Excerpts from a dataset
↓↓↓

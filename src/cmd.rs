//! CLI command implementations: reading input files, invoking the
//! [`crate::api`] façade, and rendering results per `--format`/`--debug`.
//! Kept separate from `main.rs`, which owns only argument parsing and
//! dispatch.

use std::fmt;
use std::fs;
use std::path::Path;

use clap::ValueEnum;
use colored::Colorize;
use log::debug;

use xform_typecheck::api;
use xform_typecheck::errors::{InputSource, PipelineError};
use xform_typecheck::helpers;
use xform_typecheck::reports;

/// Process-exit codes: 0 valid, 1 invalid, 2
/// linter rejection, 3 input malformation (or any other halting defect).
#[derive(Debug, Clone, Copy, PartialEq, Eq)]
pub enum ExitCode {
    Valid = 0,
    Invalid = 1,
    SubsetViolation = 2,
    InputMalformation = 3,
}

impl ExitCode {
    pub fn code(self) -> i32 {
        self as i32
    }
}

#[derive(Debug, Clone, Copy, PartialEq, Eq, ValueEnum)]
pub enum Format {
    Human,
    Json,
}

#[derive(Debug, Clone, Copy, PartialEq, Eq, ValueEnum)]
pub enum Which {
    Source,
    Target,
}

#[derive(Debug, Clone, Copy, PartialEq, Eq, ValueEnum)]
pub enum Mode {
    Full,
    Lint,
    Mtt,
    Validate,
}

#[derive(Debug)]
pub enum CmdError {
    Io(std::path::PathBuf, std::io::Error),
    Pipeline(PipelineError),
    Json(serde_json::Error),
}

impl fmt::Display for CmdError {
    fn fmt(&self, f: &mut fmt::Formatter<'_>) -> fmt::Result {
        match self {
            CmdError::Io(path, e) => write!(f, "could not read {}: {}", path.display(), e),
            CmdError::Pipeline(e) => write!(f, "{}", e),
            CmdError::Json(e) => write!(f, "could not render JSON: {}", e),
        }
    }
}

impl std::error::Error for CmdError {}

impl From<PipelineError> for CmdError {
    fn from(e: PipelineError) -> Self {
        CmdError::Pipeline(e)
    }
}

impl From<serde_json::Error> for CmdError {
    fn from(e: serde_json::Error) -> Self {
        CmdError::Json(e)
    }
}

fn read(path: &Path) -> Result<String, CmdError> {
    fs::read_to_string(path).map_err(|e| CmdError::Io(path.to_path_buf(), e))
}

/// `analyze`: the full five-component pipeline, or (with `--mode`) one of
/// the four diagnostic-only endpoints, rendered per `--format`/`--debug`.
pub fn analyze(
    source_schema: &Path,
    target_schema: &Path,
    stylesheet: &Path,
    mode: Mode,
    format: Format,
    debug_mode: bool,
) -> Result<ExitCode, CmdError> {
    let source_text = read(source_schema)?;
    let target_text = read(target_schema)?;
    let stylesheet_text = read(stylesheet)?;

    match mode {
        Mode::Full => {
            let result = api::run_analysis(&source_text, &target_text, &stylesheet_text);
            debug!("analyze: mode=full valid={}", result.valid);
            let code = if result.error.is_some() {
                match &result.subset_check {
                    Some(sc) if !sc.valid => ExitCode::SubsetViolation,
                    _ => ExitCode::InputMalformation,
                }
            } else if result.valid {
                ExitCode::Valid
            } else {
                ExitCode::Invalid
            };
            print_analysis(&result, &stylesheet_text, format, debug_mode)?;
            Ok(code)
        }
        Mode::Lint => {
            let result = api::lint_stylesheet(&stylesheet_text)?;
            print_value(&result, debug_mode, format)?;
            Ok(if result.valid {
                ExitCode::Valid
            } else {
                ExitCode::SubsetViolation
            })
        }
        Mode::Mtt => {
            let mtt = api::stylesheet_to_mtt(&stylesheet_text)?;
            print_value(&mtt, debug_mode, format)?;
            Ok(ExitCode::Valid)
        }
        Mode::Validate => {
            let (validation, preimage) =
                api::validate_and_check(&source_text, &target_text, &stylesheet_text)?;
            let valid = validation.valid && preimage.validity.valid;
            print_value(&(&validation, &preimage), debug_mode, format)?;
            Ok(if valid { ExitCode::Valid } else { ExitCode::Invalid })
        }
    }
}

fn print_analysis(
    result: &api::AnalysisResult,
    stylesheet_text: &str,
    format: Format,
    debug_mode: bool,
) -> Result<(), CmdError> {
    if debug_mode {
        println!("{:#?}", result);
        return Ok(());
    }
    if format == Format::Json {
        println!("{}", serde_json::to_string_pretty(result)?);
        return Ok(());
    }

    if let Some(error) = &result.error {
        println!("{}", format!("analysis halted: {}", error).red());
        return Ok(());
    }

    let summary = if result.valid {
        "stylesheet is type-preserving and valid".green()
    } else {
        "stylesheet is NOT type-preserving or valid".red()
    };
    println!("{}", summary);

    if let Some(validation) = &result.type_validation {
        println!(
            "{}",
            reports::render_trace(&validation.proof_steps, "stylesheet", stylesheet_text)
        );
        println!("{}", reports::coverage_table::render(&validation.coverage));
    }
    if let Some(preimage) = &result.preimage {
        println!("{}", preimage.validity.explanation);
        for counterexample in &preimage.validity.counterexamples {
            println!(
                "{}",
                format!(
                    "  uncovered: {} ({})",
                    counterexample.element, counterexample.reason
                )
                .yellow()
            );
        }
    }
    Ok(())
}

fn print_value<T: serde::Serialize + std::fmt::Debug>(
    value: &T,
    debug_mode: bool,
    format: Format,
) -> Result<(), CmdError> {
    if debug_mode {
        println!("{:#?}", value);
    } else if format == Format::Json {
        println!("{}", serde_json::to_string_pretty(value)?);
    } else {
        println!("{:#?}", value);
    }
    Ok(())
}

/// `dump-grammar`: translate one schema and render it as a `ptree`.
pub fn dump_grammar(schema: &Path, which: Which) -> Result<ExitCode, CmdError> {
    let text = read(schema)?;
    let source = match which {
        Which::Source => InputSource::SourceSchema,
        Which::Target => InputSource::TargetSchema,
    };
    let output = api::schema_to_grammar(&text, source)?;
    for warning in &output.warnings {
        println!("{}", format!("warning: {:?}", warning).yellow());
    }
    println!("{}", helpers::dump_grammar(&output.grammar));
    Ok(ExitCode::Valid)
}

/// `dump-mtt`: translate the stylesheet and render its rules as a
/// `ptree`.
pub fn dump_mtt(stylesheet: &Path) -> Result<ExitCode, CmdError> {
    let text = read(stylesheet)?;
    let mtt = api::stylesheet_to_mtt(&text)?;
    println!("{}", helpers::dump_mtt(&mtt));
    Ok(ExitCode::Valid)
}

#[cfg(test)]
mod tests {
    use super::*;
    use std::io::Write;
    use tempfile::NamedTempFile;

    fn write_fixture(contents: &str) -> NamedTempFile {
        let mut file = NamedTempFile::new().expect("create temp fixture");
        write!(file, "{}", contents).expect("write temp fixture");
        file
    }

    const PERSON_SCHEMA: &str = r#"<schema>
        <element name="Person">
            <complexType>
                <sequence>
                    <element name="Name" type="xs:string"/>
                    <element name="Age" type="xs:integer"/>
                </sequence>
            </complexType>
        </element>
    </schema>"#;

    const INDIVIDUAL_SCHEMA: &str = r#"<schema>
        <element name="Individual">
            <complexType>
                <attribute name="fullname" type="xs:string"/>
                <attribute name="years" type="xs:integer"/>
            </complexType>
        </element>
    </schema>"#;

    const GUARDED_STYLESHEET: &str = r#"<stylesheet>
        <template match="Person">
            <if test="Age &gt;= 0">
                <Individual fullname="{Name}" years="{Age}"/>
            </if>
        </template>
    </stylesheet>"#;

    #[test]
    fn analyze_full_mode_exits_valid_for_a_well_typed_stylesheet() {
        let source = write_fixture(PERSON_SCHEMA);
        let target = write_fixture(INDIVIDUAL_SCHEMA);
        let stylesheet = write_fixture(GUARDED_STYLESHEET);

        let code = analyze(
            source.path(),
            target.path(),
            stylesheet.path(),
            Mode::Full,
            Format::Json,
            false,
        )
        .unwrap();
        assert_eq!(code, ExitCode::Valid);
    }

    #[test]
    fn analyze_full_mode_exits_subset_violation_for_a_disallowed_construct() {
        let source = write_fixture(PERSON_SCHEMA);
        let target = write_fixture(INDIVIDUAL_SCHEMA);
        let stylesheet = write_fixture(
            r#"<stylesheet><template match="Person"><variable name="x"/></template></stylesheet>"#,
        );

        let code = analyze(
            source.path(),
            target.path(),
            stylesheet.path(),
            Mode::Full,
            Format::Json,
            false,
        )
        .unwrap();
        assert_eq!(code, ExitCode::SubsetViolation);
    }

    #[test]
    fn analyze_full_mode_exits_input_malformation_for_unparseable_xml() {
        let source = write_fixture("<schema><unterminated");
        let target = write_fixture(INDIVIDUAL_SCHEMA);
        let stylesheet = write_fixture(GUARDED_STYLESHEET);

        let code = analyze(
            source.path(),
            target.path(),
            stylesheet.path(),
            Mode::Full,
            Format::Json,
            false,
        )
        .unwrap();
        assert_eq!(code, ExitCode::InputMalformation);
    }

    #[test]
    fn dump_grammar_renders_the_element_tree() {
        let schema = write_fixture(PERSON_SCHEMA);
        let code = dump_grammar(schema.path(), Which::Source).unwrap();
        assert_eq!(code, ExitCode::Valid);
    }

    #[test]
    fn dump_mtt_renders_the_rule_tree() {
        let stylesheet = write_fixture(GUARDED_STYLESHEET);
        let code = dump_mtt(stylesheet.path()).unwrap();
        assert_eq!(code, ExitCode::Valid);
    }

    #[test]
    fn lint_mode_reports_a_subset_violation_without_building_a_grammar() {
        let source = write_fixture(PERSON_SCHEMA);
        let target = write_fixture(INDIVIDUAL_SCHEMA);
        let stylesheet = write_fixture(
            r#"<stylesheet><template match="Person"><variable name="x"/></template></stylesheet>"#,
        );

        let code = analyze(
            source.path(),
            target.path(),
            stylesheet.path(),
            Mode::Lint,
            Format::Human,
            false,
        )
        .unwrap();
        assert_eq!(code, ExitCode::SubsetViolation);
    }
}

↑↑↑

EXERCISE AIM ▸
Your answer must be the lines above, unchanged, from the first one through the line that holds "use xform_typecheck::reports;", inclusive, and no others.

EXERCISE OUTPUT ▸
filename src/cmd.rs
//! CLI command implementations: reading input files, invoking the
//! [`crate::api`] façade, and rendering results per `--format`/`--debug`.
//! Kept separate from `main.rs`, which owns only argument parsing and
//! dispatch.

use std::fmt;
use std::fs;
use std::path::Path;

use clap::ValueEnum;
use colored::Colorize;
use log::debug;

use xform_typecheck::api;
use xform_typecheck::errors::{InputSource, PipelineError};
use xform_typecheck::helpers;
use xform_typecheck::reports;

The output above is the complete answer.